In a Facebook post, Schmidt credited Mr. Campbell for helping to build Google’s culture and hailed his contributions to the company as ‘‘incalculable.’’
‘‘We started with him as an external coach but he quickly became the internal management expert,’’ Schmidt wrote.
Mr. Campbell stopped consulting with Google in 2010, citing the conflicts of interest that faced him as an Apple board member. Google makes the Android operating system that powers most of the products competing against Apple’s trendsetting iPhone and iPad.
Mr. Campbell’s background gave little inkling he would become one of Silicon Valley’s most influential figures.
Before joining Apple, Mr. Campbell spent six seasons as the head coach of Columbia University’s football team. He compiled a 12-41-1 record at Columbia, a .231 winning percentage that was more than double that of his three successors.
As a student at Columbia, Mr. Campbell was the captain and an offensive guard on the football team that went 6-3 in 1961, including a 6-1 record in the Ivy League that earned the university a share of the conference title with Harvard.
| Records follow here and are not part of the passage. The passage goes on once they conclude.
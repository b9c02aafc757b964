pub mod terminal;
pub mod window;

pub use terminal::TerminalMode;
pub use window::WindowMode;
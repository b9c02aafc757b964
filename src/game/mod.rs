//! Core game logic module for Snake
//!
//! This module contains all the game logic without any I/O or rendering dependencies.
//! Both frontends drive it through [`Controller`].

pub mod action;
pub mod config;
pub mod control;
pub mod engine;
pub mod state;

// Re-export commonly used types
pub use action::Direction;
pub use config::GameConfig;
pub use control::{Controller, MoveGate, TickScheduler};
pub use engine::{Game, SoundCue, TickReport};
pub use state::{Cell, Food, Snake, is_occupied};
It’s still the only time that Columbia’s football team won the Ivy League.
Even after he left football, he remained known as ‘‘Coach’’ in Silicon Valley. He also owned an interest in a sports bar in Palo Alto, Calif., where he regularly met with friends at a table with a brass plaque inscribed ‘‘Coach’s Corner.’’
Before becoming a mentor to other companies, Mr. Campbell was CEO of software maker Intuit Inc. from 1994 to 1998. He later served as that company’s chairman until stepping down earlier this year.